Nonfarm business productivity climbed at an unsurprising 1% rate between January and March compared to the prior quarter, the Labor Department said Wednesday, down from an initially estimated 1.7% increase.

Fourth-quarter productivity was unrevised at an increase of 2.1%. Productivity is output divided by hours worked.

Wall Street wasn't surprised by the 1% first-quarter increase. The median estimate of 24 economists surveyed by Dow Jones Newswires was a 1.0% gain.
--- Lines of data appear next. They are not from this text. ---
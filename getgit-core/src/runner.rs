//! Execution of planned commands.
//!
//! The dispatcher hands every command to a [`CommandRunner`]; whether anything
//! actually runs is decided here and nowhere else.

use std::process::Command;

use crate::error::InstallError;
use crate::plan::PlannedCommand;
use crate::privilege::Elevation;

pub trait CommandRunner {
    /// Runs one command to completion. A non-zero exit is an error.
    fn run(&mut self, command: &PlannedCommand) -> Result<(), InstallError>;
}

/// Executes commands on the host, elevated as required
pub struct SystemRunner {
    elevation: Elevation,
}

impl SystemRunner {
    pub fn new(elevation: Elevation) -> Self {
        Self { elevation }
    }
}

impl CommandRunner for SystemRunner {
    fn run(&mut self, command: &PlannedCommand) -> Result<(), InstallError> {
        let invocation = self.elevation.wrap(command);
        let command_line = invocation.to_string();
        log::info!("+ {}", command_line);

        let status = Command::new(&invocation.program)
            .args(&invocation.args)
            .envs(invocation.env.iter().map(|(k, v)| (k.as_str(), v.as_str())))
            .status()
            .map_err(|source| InstallError::CommandSpawn {
                command: command_line.clone(),
                source,
            })?;

        if !status.success() {
            return Err(InstallError::CommandFailure {
                command: command_line,
                code: status.code(),
            });
        }
        Ok(())
    }
}

/// Shows commands instead of running them and keeps a record of what would have run
#[derive(Debug, Default)]
pub struct DryRunRunner {
    recorded: Vec<String>,
    quiet: bool,
}

impl DryRunRunner {
    pub fn new() -> Self {
        Self::default()
    }

    /// Records without printing
    pub fn quiet() -> Self {
        Self {
            recorded: Vec::new(),
            quiet: true,
        }
    }

    pub fn recorded(&self) -> &[String] {
        &self.recorded
    }
}

impl CommandRunner for DryRunRunner {
    fn run(&mut self, command: &PlannedCommand) -> Result<(), InstallError> {
        let command_line = command.to_string();
        if !self.quiet {
            println!("+ {}", command_line);
        }
        self.recorded.push(command_line);
        Ok(())
    }
}
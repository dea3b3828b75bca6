use clap::builder::FalseyValueParser;
use clap::{CommandFactory, Parser};
use getgit_core::RunConfig;

/// Install git with the native package manager of this Linux distribution
#[derive(Parser, Debug)]
#[command(name = "get-git")]
#[command(about = "Detects the Linux distribution and installs git with its package manager", long_about = None)]
#[command(disable_version_flag = true)]
pub struct Args {
    /// Show the commands that would run without running them
    #[arg(long = "dry-run", env = "DRY_RUN", value_parser = FalseyValueParser::new())]
    pub dry_run: bool,

    /// Only configure the package repository and refresh the cache
    #[arg(long = "setup-repo", env = "REPO_ONLY", value_parser = FalseyValueParser::new())]
    pub setup_repo: bool,

    /// Package version to install (best effort, a leading "v" is ignored)
    #[arg(long = "version", value_name = "VERSION")]
    pub version: Option<String>,

    /// Report the detected distribution and git status, then exit
    #[arg(long = "check")]
    pub check: bool,

    /// Verbose logging
    #[arg(short = 'v', long = "verbose")]
    pub verbose: bool,
}

impl Args {
    pub fn run_config(&self) -> RunConfig {
        RunConfig::new(self.dry_run, self.setup_repo, self.version.as_deref())
    }
}

/// Parses command-line arguments. Unknown `--flags` are returned separately
/// instead of aborting the run.
pub fn parse_args() -> (Args, Vec<String>) {
    let (known, illegal) = split_illegal_flags(std::env::args().collect());
    (Args::parse_from(known), illegal)
}

/// Separates long flags the parser does not define from the rest of `argv`
pub fn split_illegal_flags(argv: Vec<String>) -> (Vec<String>, Vec<String>) {
    let command = Args::command();
    let mut known_flags: Vec<String> = command
        .get_arguments()
        .filter_map(|arg| arg.get_long())
        .map(|long| long.to_string())
        .collect();
    known_flags.push("help".to_string());

    let mut known = Vec::with_capacity(argv.len());
    let mut illegal = Vec::new();
    let mut args = argv.into_iter().peekable();

    if let Some(program) = args.next() {
        known.push(program);
    }

    while let Some(arg) = args.next() {
        match arg.strip_prefix("--") {
            Some(flag) if !flag.is_empty() => {
                let (name, inline_value) = match flag.split_once('=') {
                    Some((name, _)) => (name, true),
                    None => (flag, false),
                };
                if !known_flags.iter().any(|k| k == name) {
                    illegal.push(arg);
                } else if name == "version" && !inline_value {
                    // A following `--flag` is not a version; drop the empty `--version`
                    match args.next_if(|next| !next.starts_with("--")) {
                        Some(value) => {
                            known.push(arg);
                            known.push(value);
                        }
                        None => illegal.push(arg),
                    }
                } else {
                    known.push(arg);
                }
            }
            _ => known.push(arg),
        }
    }

    (known, illegal)
}
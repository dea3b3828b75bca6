use std::fmt;

use crate::error::InstallError;
use crate::host::Host;
use crate::plan::{write_command_line, PlannedCommand};

/// How commands are raised to root
#[derive(Debug, Clone, Copy, PartialEq, Eq)]
pub enum Elevation {
    /// Already root
    None,
    Sudo,
    Su,
}

/// Fully resolved argv for one command
#[derive(Debug, Clone, PartialEq, Eq)]
pub struct Invocation {
    pub program: String,
    pub args: Vec<String>,
    pub env: Vec<(String, String)>,
}

impl Elevation {
    /// Chooses sudo, then su, when not running as root
    pub fn resolve(host: &impl Host) -> Result<Self, InstallError> {
        if host.is_superuser() {
            Ok(Elevation::None)
        } else if host.has_command("sudo") {
            Ok(Elevation::Sudo)
        } else if host.has_command("su") {
            Ok(Elevation::Su)
        } else {
            Err(InstallError::PrivilegeUnavailable)
        }
    }

    pub fn wrap(&self, command: &PlannedCommand) -> Invocation {
        match self {
            Elevation::None => Invocation {
                program: command.program.clone(),
                args: command.args.clone(),
                env: command.env.clone(),
            },
            Elevation::Sudo => {
                let mut args = vec!["-E".to_string(), command.program.clone()];
                args.extend(command.args.iter().cloned());
                Invocation {
                    program: "sudo".to_string(),
                    args,
                    env: command.env.clone(),
                }
            }
            // su only takes a shell string, so the environment travels inside it
            Elevation::Su => Invocation {
                program: "su".to_string(),
                args: vec!["-c".to_string(), command.to_string()],
                env: Vec::new(),
            },
        }
    }
}

impl fmt::Display for Elevation {
    fn fmt(&self, f: &mut fmt::Formatter<'_>) -> fmt::Result {
        match self {
            Elevation::None => write!(f, "none (running as root)"),
            Elevation::Sudo => write!(f, "sudo"),
            Elevation::Su => write!(f, "su"),
        }
    }
}

impl fmt::Display for Invocation {
    fn fmt(&self, f: &mut fmt::Formatter<'_>) -> fmt::Result {
        write_command_line(f, &self.env, &self.program, &self.args)
    }
}
//! Detect the host Linux distribution and install git with its native package manager.
//!
//! The flow is one-way: [`detect`] reads the host identity, then an
//! [`Installer`] maps it to a [`DistroFamily`], builds an [`InstallPlan`] and
//! hands each command to a [`CommandRunner`]. Dry runs and tests swap in
//! [`DryRunRunner`]; nothing else changes.

mod config;
mod detect;
mod distro;
mod error;
mod host;
mod installer;
mod plan;
mod privilege;
mod runner;
mod status;

#[cfg(test)]
mod testing;

pub use config::{normalize_version, Package, RunConfig, GIT};
pub use detect::{detect, parse_os_release, DEBIAN_VERSION, OS_RELEASE};
pub use distro::{debian_codename, DistributionInfo, DistroFamily, PackageManager, END_OF_LIFE};
pub use error::InstallError;
pub use host::{Host, SystemHost};
pub use installer::{Installer, Outcome, ALREADY_INSTALLED_DELAY, END_OF_LIFE_DELAY};
pub use plan::{shell_quote, InstallPlan, PlannedCommand, Stage};
pub use privilege::{Elevation, Invocation};
pub use runner::{CommandRunner, DryRunRunner, SystemRunner};
pub use status::{check_status, StatusReport};
//! Distribution detection from os-release, lsb_release and debian_version.

use std::collections::HashMap;

use crate::distro::{debian_codename, DistributionInfo};
use crate::error::InstallError;
use crate::host::Host;

pub const OS_RELEASE: &str = "/etc/os-release";
pub const DEBIAN_VERSION: &str = "/etc/debian_version";

/// Ids that map to a distribution family
const RECOGNIZED_IDS: &[&str] = &["ubuntu", "debian", "raspbian", "centos", "rhel", "fedora"];

/// Parses `KEY=VALUE` lines, dropping comments and surrounding quotes
pub fn parse_os_release(contents: &str) -> HashMap<String, String> {
    let mut fields = HashMap::new();
    for line in contents.lines() {
        let line = line.trim();
        if line.is_empty() || line.starts_with('#') {
            continue;
        }
        if let Some((key, value)) = line.split_once('=') {
            let value = value.trim().trim_matches('"').trim_matches('\'');
            fields.insert(key.trim().to_string(), value.to_string());
        }
    }
    fields
}

/// Detects the host distribution.
///
/// Missing identification sources produce an empty id rather than an error;
/// the only error is a Darwin kernel with nothing to identify.
pub fn detect(host: &impl Host) -> Result<DistributionInfo, InstallError> {
    let os_release = host
        .read_file(OS_RELEASE)
        .map(|contents| parse_os_release(&contents))
        .unwrap_or_default();

    let mut id = os_release.get("ID").cloned().unwrap_or_default();
    let mut codename = os_release
        .get("VERSION_CODENAME")
        .cloned()
        .filter(|c| !c.is_empty());

    if host.has_command("lsb_release") {
        if let Some(lsb_id) = non_empty(host.capture("lsb_release", &["-is"])) {
            log::debug!("lsb_release reports id '{}'", lsb_id);
            let lsb_id = normalize_lsb_id(&lsb_id);
            if id.is_empty() || RECOGNIZED_IDS.contains(&lsb_id.as_str()) {
                id = lsb_id;
            }
        }
        if let Some(lsb_codename) = non_empty(host.capture("lsb_release", &["-cs"])) {
            log::debug!("lsb_release reports codename '{}'", lsb_codename);
            codename = Some(lsb_codename);
        }
    }

    let id = id.to_lowercase();
    let version = if matches!(id.as_str(), "ubuntu" | "debian" | "raspbian") {
        match codename {
            Some(codename) => codename,
            None => host
                .read_file(DEBIAN_VERSION)
                .map(|v| debian_codename(&v))
                .unwrap_or_default(),
        }
    } else if matches!(id.as_str(), "centos" | "rhel" | "fedora") {
        // "7.9" and "7" are the same release
        os_release
            .get("VERSION_ID")
            .map(|v| v.split('.').next().unwrap_or_default().to_string())
            .unwrap_or_default()
    } else {
        os_release.get("VERSION_ID").cloned().unwrap_or_default()
    };

    let info = check_forked(host, DistributionInfo::new(id, version));

    if info.id.is_empty() && host.kernel_name().trim() == "Darwin" {
        return Err(InstallError::unsupported_macos());
    }

    log::debug!("detected distribution: '{}' version '{}'", info.id, info.version);
    Ok(info)
}

/// Re-derives id and version for distributions built on top of Debian or Ubuntu
fn check_forked(host: &impl Host, info: DistributionInfo) -> DistributionInfo {
    // Derivatives such as Linux Mint report their upstream with `-u`
    if host.has_command("lsb_release") {
        if let Some(upstream) = host.capture("lsb_release", &["-a", "-u"]) {
            let (upstream_id, upstream_codename) = parse_lsb_upstream(&upstream);
            if let (Some(upstream_id), Some(upstream_codename)) = (upstream_id, upstream_codename) {
                println!();
                println!("You're using '{}' version '{}'.", info.id, info.version);
                println!(
                    "Upstream release is '{}' version '{}'.",
                    upstream_id, upstream_codename
                );
                println!();
                return DistributionInfo::new(upstream_id, upstream_codename);
            }
        }
    }

    if let Some(debian_version) = host.read_file(DEBIAN_VERSION) {
        if info.id != "ubuntu" && info.id != "raspbian" {
            // OSMC runs Raspbian
            let id = if info.id == "osmc" { "raspbian" } else { "debian" };
            if info.id != id {
                log::debug!("'{}' is a Debian derivative, treating it as {}", info.id, id);
            }
            return DistributionInfo::new(id, debian_codename(&debian_version));
        }
    }

    info
}

/// Extracts the lowercase id and codename from `lsb_release -a -u` output
fn parse_lsb_upstream(output: &str) -> (Option<String>, Option<String>) {
    let mut id = None;
    let mut codename = None;
    for line in output.lines() {
        let Some((key, value)) = line.split_once(':') else {
            continue;
        };
        let key = key.trim().to_lowercase();
        let value: String = value.chars().filter(|c| !c.is_whitespace()).collect();
        if value.is_empty() {
            continue;
        }
        if key.contains("id") {
            id = Some(value.to_lowercase());
        } else if key == "codename" {
            codename = Some(value.to_lowercase());
        }
    }
    (id, codename)
}

/// Maps `lsb_release -is` names onto os-release ids
fn normalize_lsb_id(lsb_id: &str) -> String {
    let id = lsb_id.trim().to_lowercase();
    if id.starts_with("redhatenterprise") {
        "rhel".to_string()
    } else if id.starts_with("centos") {
        "centos".to_string()
    } else {
        id
    }
}

fn non_empty(value: Option<String>) -> Option<String> {
    value.filter(|v| !v.trim().is_empty())
}
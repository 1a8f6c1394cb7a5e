use std::fmt;

use crate::{
    cache::CacheConfig,
    error::SimError,
    simulator::Simulator,
    stats::Report,
    trace::TraceFile,
};

#[derive(Clone)]
pub struct ScenarioConfig {
    pub label: String, // Label to be printed for the Result
    pub config: CacheConfig,
}

pub struct ScenarioResult {
    pub label: String,
    pub trace_results: Vec<TraceResult>,
}

pub struct TraceResult {
    pub trace_name: String,
    pub report: Report,
}

impl fmt::Display for ScenarioResult {
    fn fmt(&self, f: &mut fmt::Formatter<'_>) -> fmt::Result {
        writeln!(f, "{}", self.label)?;
        for result in &self.trace_results {
            let total = &result.report.total;
            writeln!(
                f,
                "  {:<16} miss-rate: {:>6.2}% broadcasts: {:>8} copies-back: {:>8}",
                result.trace_name,
                total.miss_rate() * 100.0,
                total.broadcasts,
                total.copies_back
            )?;
        }
        Ok(())
    }
}

/// Feeds every record of `trace` through a fresh simulator, then flushes.
pub fn run_trace(config: &CacheConfig, trace: &TraceFile) -> Result<Report, SimError> {
    let mut sim = Simulator::new(config.clone())?;
    for access in &trace.entries {
        sim.perform_access(access.address, access.kind, access.core)?;
    }
    sim.flush()?;
    Ok(sim.report())
}

pub fn run_scenarios(
    traces: &[TraceFile],
    scenarios: &[ScenarioConfig],
) -> Result<Vec<ScenarioResult>, SimError> {
    let mut results = Vec::new();
    for scenario in scenarios {
        let mut per_trace = Vec::new();
        for trace in traces {
            let report = run_trace(&scenario.config, trace)?;
            per_trace.push(TraceResult {
                trace_name: trace.name.clone(),
                report,
            });
        }
        results.push(ScenarioResult {
            label: scenario.label.clone(),
            trace_results: per_trace,
        });
    }
    Ok(results)
}

pub fn set_associative(base: &CacheConfig, ways: &[usize]) -> Vec<ScenarioConfig> {
    ways.iter()
        .map(|&assoc| {
            let mut cfg = base.clone();
            cfg.associativity = assoc;
            ScenarioConfig {
                label: if assoc == 1 {
                    "Direct-Mapped".to_string()
                } else {
                    format!("{assoc}-way SA")
                },
                config: cfg,
            }
        })
        .collect()
}

pub fn block_sizes(base: &CacheConfig, block_sizes: &[usize]) -> Vec<ScenarioConfig> {
    block_sizes
        .iter()
        .map(|&block| {
            let mut cfg = base.clone();
            cfg.block_size = block;
            ScenarioConfig {
                label: format!("Block {block}B"),
                config: cfg,
            }
        })
        .collect()
}

pub fn cache_sizes(base: &CacheConfig, sizes: &[usize]) -> Vec<ScenarioConfig> {
    sizes
        .iter()
        .map(|&size| {
            let mut cfg = base.clone();
            cfg.cache_size = size;
            ScenarioConfig {
                label: format!("{}KiB per core", size / 1024),
                config: cfg,
            }
        })
        .collect()
}
use std::collections::VecDeque;
use std::fmt;

use crate::error::ConfigError;
use crate::mesi::MesiState;

/// Bytes per word; traffic counters are kept in words.
pub const WORD_SIZE: usize = 4;

#[derive(Debug, Clone, Copy, PartialEq, Eq)]
pub enum CacheParam {
    Cores,
    BlockSize,
    CacheSize,
    Associativity,
    Debug,
}

impl CacheParam {
    /// Numeric parameter codes used by the classic simulator drivers.
    pub fn from_code(code: u32) -> Result<Self, ConfigError> {
        match code {
            0 => Ok(CacheParam::Cores),
            1 => Ok(CacheParam::BlockSize),
            2 => Ok(CacheParam::CacheSize),
            3 => Ok(CacheParam::Associativity),
            4 => Ok(CacheParam::Debug),
            other => Err(ConfigError::UnknownParameter(other)),
        }
    }
}

impl fmt::Display for CacheParam {
    fn fmt(&self, f: &mut fmt::Formatter<'_>) -> fmt::Result {
        let name = match self {
            CacheParam::Cores => "core count",
            CacheParam::BlockSize => "block size",
            CacheParam::CacheSize => "cache size",
            CacheParam::Associativity => "associativity",
            CacheParam::Debug => "debug",
        };
        f.write_str(name)
    }
}

#[derive(Debug, Clone, PartialEq, Eq)]
pub struct CacheConfig {
    pub cores: usize,
    pub block_size: usize,    // in Bytes
    pub cache_size: usize,    // in Bytes, per core
    pub associativity: usize, // set to 1 for Direct-Mapped
    pub debug: bool,
}

impl Default for CacheConfig {
    fn default() -> Self {
        Self {
            cores: 1,
            block_size: 16,
            cache_size: 8 * 1024,
            associativity: 1,
            debug: false,
        }
    }
}

impl CacheConfig {
    pub fn set(&mut self, param: CacheParam, value: usize) {
        match param {
            CacheParam::Cores => self.cores = value,
            CacheParam::BlockSize => self.block_size = value,
            CacheParam::CacheSize => self.cache_size = value,
            CacheParam::Associativity => self.associativity = value,
            CacheParam::Debug => self.debug = value != 0,
        }
    }

    /// Sets a parameter by its numeric code.
    pub fn set_code(&mut self, code: u32, value: usize) -> Result<(), ConfigError> {
        self.set(CacheParam::from_code(code)?, value);
        Ok(())
    }

    pub fn validate(&self) -> Result<(), ConfigError> {
        Geometry::new(self).map(|_| ())
    }
}

impl fmt::Display for CacheConfig {
    fn fmt(&self, f: &mut fmt::Formatter<'_>) -> fmt::Result {
        writeln!(f, "Cache Settings:")?;
        writeln!(f, "\tCores: \t{}", self.cores)?;
        writeln!(f, "\tSize: \t{}", self.cache_size)?;
        writeln!(f, "\tAssociativity: \t{}", self.associativity)?;
        write!(f, "\tBlock size: \t{}", self.block_size)
    }
}

/// Decoded position of an address in a cache.
#[derive(Debug, Clone, Copy, PartialEq, Eq)]
pub struct SetTag {
    pub index: usize,
    pub tag: u64,
}

/// Geometry shared by every core's cache, derived once from the config.
#[derive(Debug, Clone, PartialEq, Eq)]
pub struct Geometry {
    pub block_size: usize,
    pub associativity: usize,
    pub num_sets: usize,
    pub index_mask: u64,
    /// Number of block offset bits below the index.
    pub index_mask_offset: u32,
    index_bits: u32,
}

impl Geometry {
    pub fn new(config: &CacheConfig) -> Result<Self, ConfigError> {
        for (param, value) in [
            (CacheParam::Cores, config.cores),
            (CacheParam::BlockSize, config.block_size),
            (CacheParam::CacheSize, config.cache_size),
            (CacheParam::Associativity, config.associativity),
        ] {
            if value == 0 {
                return Err(ConfigError::Zero { param });
            }
        }
        if !config.block_size.is_power_of_two() {
            return Err(ConfigError::NotPowerOfTwo {
                param: CacheParam::BlockSize,
                value: config.block_size,
            });
        }
        if config.block_size % WORD_SIZE != 0 {
            return Err(ConfigError::PartialWord {
                block_size: config.block_size,
                word_size: WORD_SIZE,
            });
        }
        let indivisible = ConfigError::Indivisible {
            cache_size: config.cache_size,
            block_size: config.block_size,
            associativity: config.associativity,
        };
        let set_bytes = match config.block_size.checked_mul(config.associativity) {
            Some(bytes) if config.cache_size % bytes == 0 => bytes,
            _ => return Err(indivisible),
        };
        let num_sets = config.cache_size / set_bytes;
        if !num_sets.is_power_of_two() {
            return Err(ConfigError::SetCount { sets: num_sets });
        }

        let index_mask_offset = config.block_size.trailing_zeros();
        let index_bits = num_sets.trailing_zeros();
        let mask_width = index_mask_offset + index_bits;
        let index_mask = if mask_width == 0 {
            0
        } else {
            u64::MAX >> (u64::BITS - mask_width)
        };
        Ok(Self {
            block_size: config.block_size,
            associativity: config.associativity,
            num_sets,
            index_mask,
            index_mask_offset,
            index_bits,
        })
    }

    pub fn decode(&self, address: u64) -> SetTag {
        let index = ((address & self.index_mask) >> self.index_mask_offset) as usize;
        let tag = address
            .checked_shr(self.index_mask_offset + self.index_bits)
            .unwrap_or(0);
        SetTag { index, tag }
    }

    pub fn words_per_block(&self) -> u64 {
        (self.block_size / WORD_SIZE) as u64
    }
}

#[derive(Debug, Clone, Copy, PartialEq, Eq)]
pub struct CacheLine {
    pub tag: u64,
    pub state: MesiState,
}

impl CacheLine {
    /// A freshly allocated line whose state is set by the coherence step.
    pub fn allocate(tag: u64) -> Self {
        Self {
            tag,
            state: MesiState::Invalid,
        }
    }
}

/// Result of searching a set. Hits carry the slot position in recency order.
#[derive(Debug, Clone, Copy, PartialEq, Eq)]
pub enum Lookup {
    Miss,
    HitValid(usize),
    HitInvalid(usize),
}

/// One set's lines, most recently used first.
///
/// Invalidated lines keep their slot until they age out of the tail.
#[derive(Debug, Clone)]
pub struct CacheSet {
    lines: VecDeque<CacheLine>,
    ways: usize,
}

impl CacheSet {
    pub fn new(ways: usize) -> Self {
        Self {
            lines: VecDeque::with_capacity(ways),
            ways,
        }
    }

    pub fn lookup(&self, tag: u64) -> Lookup {
        match self.lines.iter().position(|line| line.tag == tag) {
            None => Lookup::Miss,
            Some(pos) if self.lines[pos].state.is_valid() => Lookup::HitValid(pos),
            Some(pos) => Lookup::HitInvalid(pos),
        }
    }

    /// Moves the line at `pos` to the MRU slot.
    pub fn touch(&mut self, pos: usize) {
        if pos == 0 {
            return;
        }
        if let Some(line) = self.lines.remove(pos) {
            self.lines.push_front(line);
        }
    }

    /// Installs `line` as MRU, evicting the LRU tail when the set is full.
    ///
    /// The tail goes regardless of its state.
    pub fn insert_or_evict(&mut self, line: CacheLine) -> Option<CacheLine> {
        let evicted = if self.lines.len() >= self.ways {
            self.lines.pop_back()
        } else {
            None
        };
        self.lines.push_front(line);
        evicted
    }

    pub fn get(&self, pos: usize) -> Option<&CacheLine> {
        self.lines.get(pos)
    }

    pub fn get_mut(&mut self, pos: usize) -> Option<&mut CacheLine> {
        self.lines.get_mut(pos)
    }

    pub fn iter(&self) -> impl Iterator<Item = &CacheLine> {
        self.lines.iter()
    }

    pub fn len(&self) -> usize {
        self.lines.len()
    }

    pub fn is_empty(&self) -> bool {
        self.lines.is_empty()
    }
}

impl fmt::Display for CacheSet {
    fn fmt(&self, f: &mut fmt::Formatter<'_>) -> fmt::Result {
        write!(f, "[")?;
        for (idx, line) in self.lines.iter().enumerate() {
            if idx > 0 {
                write!(f, " ")?;
            }
            write!(f, "{:#x}:{}", line.tag, line.state.symbol())?;
        }
        write!(f, "]")
    }
}

/// Private cache of one core.
#[derive(Debug, Clone)]
pub struct CoreCache {
    pub id: usize,
    pub sets: Vec<CacheSet>,
}

impl CoreCache {
    pub fn new(id: usize, geometry: &Geometry) -> Self {
        let sets = (0..geometry.num_sets)
            .map(|_| CacheSet::new(geometry.associativity))
            .collect();
        Self { id, sets }
    }

    pub fn lines(&self) -> impl Iterator<Item = &CacheLine> {
        self.sets.iter().flat_map(CacheSet::iter)
    }
}
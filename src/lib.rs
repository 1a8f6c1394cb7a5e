//! Trace-driven simulator of private per-core caches kept coherent with the
//! MESI snooping protocol.
//!
//! ```
//! use mesi_cache_sim::{AccessKind, CacheConfig, MesiState, Simulator};
//!
//! let mut sim = Simulator::new(CacheConfig { cores: 2, ..CacheConfig::default() })?;
//! sim.perform_access(0x10, AccessKind::DataLoad, 0)?;
//! sim.perform_access(0x10, AccessKind::DataLoad, 1)?;
//! assert_eq!(sim.line_state(0, 0x10), Some(MesiState::Shared));
//! sim.flush()?;
//! # Ok::<(), mesi_cache_sim::SimError>(())
//! ```

pub mod cache;
pub mod error;
pub mod experiments;
pub mod mesi;
pub mod simulator;
pub mod stats;
pub mod trace;

pub use cache::{CacheConfig, CacheParam, Geometry, WORD_SIZE};
pub use error::{ConfigError, ProtocolViolation, SimError};
pub use mesi::MesiState;
pub use simulator::{Outcome, Simulator};
pub use stats::{CacheStats, Report};
pub use trace::{AccessKind, TraceAccess, TraceFile};
use thiserror::Error;

use crate::cache::CacheParam;
use crate::mesi::{Event, MesiState};

/// Rejected configuration. Raised before any simulation state exists.
#[derive(Debug, Clone, PartialEq, Eq, Error)]
pub enum ConfigError {
    #[error("unknown cache parameter code {0}")]
    UnknownParameter(u32),
    #[error("{param} must be positive")]
    Zero { param: CacheParam },
    #[error("{param} must be a power of two, got {value}")]
    NotPowerOfTwo { param: CacheParam, value: usize },
    #[error("set count {sets} must be a power of two")]
    SetCount { sets: usize },
    #[error("block size {block_size} must be a multiple of the {word_size}-byte word")]
    PartialWord { block_size: usize, word_size: usize },
    #[error(
        "cache size {cache_size} is not divisible by block size {block_size} x associativity {associativity}"
    )]
    Indivisible {
        cache_size: usize,
        block_size: usize,
        associativity: usize,
    },
}

/// A coherence transition was requested that the protocol does not define.
///
/// This always points at a defect in the engine, never at bad input.
#[derive(Debug, Clone, Copy, PartialEq, Eq, Error)]
#[error("protocol violation on core {core}, tag {tag:#x}: {event} in state {state}")]
pub struct ProtocolViolation {
    pub core: usize,
    pub tag: u64,
    pub state: MesiState,
    pub event: Event,
}

#[derive(Debug, Clone, PartialEq, Eq, Error)]
pub enum SimError {
    #[error(transparent)]
    Config(#[from] ConfigError),
    #[error(transparent)]
    Protocol(#[from] ProtocolViolation),
    #[error("core {core} out of range, simulator has {cores} cores")]
    CoreOutOfRange { core: usize, cores: usize },
    /// The run was flushed or stopped by a protocol violation.
    #[error("simulation has halted")]
    Halted,
}

impl SimError {
    pub fn is_protocol_violation(&self) -> bool {
        matches!(self, SimError::Protocol(_))
    }
}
Unit labor costs -- a gauge of inflationary pressures -- rose by 1.8% in the first quarter, up from the prior estimate of 0.6%. Fourth-quarter costs rose 8.9%, adjusted from a previously estimated 6.2% increase. Economists had forecast a 1.5% climb in unit labor costs for January through March.

Labor is the most important cost to production of goods and services. If not matched by productivity, higher labor costs must be either passed through by a company in the form of higher prices to its customers or absorbed in the firm's profit margins.

The Labor Department report Wednesday said nonfarm business output grew 0.6% during the first quarter compared to the fourth quarter, down from the previous estimate of a 1.4% climb. Hours worked fell 0.4%.

Hourly compensation increased 2.8%. Real compensation, adjusted for inflation, declined 1.0%. Manufacturing productivity increased 2.4% in the first quarter, down from the prior estimate of a 2.7% advance. Nonfinancial corporate sector productivity rose 0.6% in the first quarter.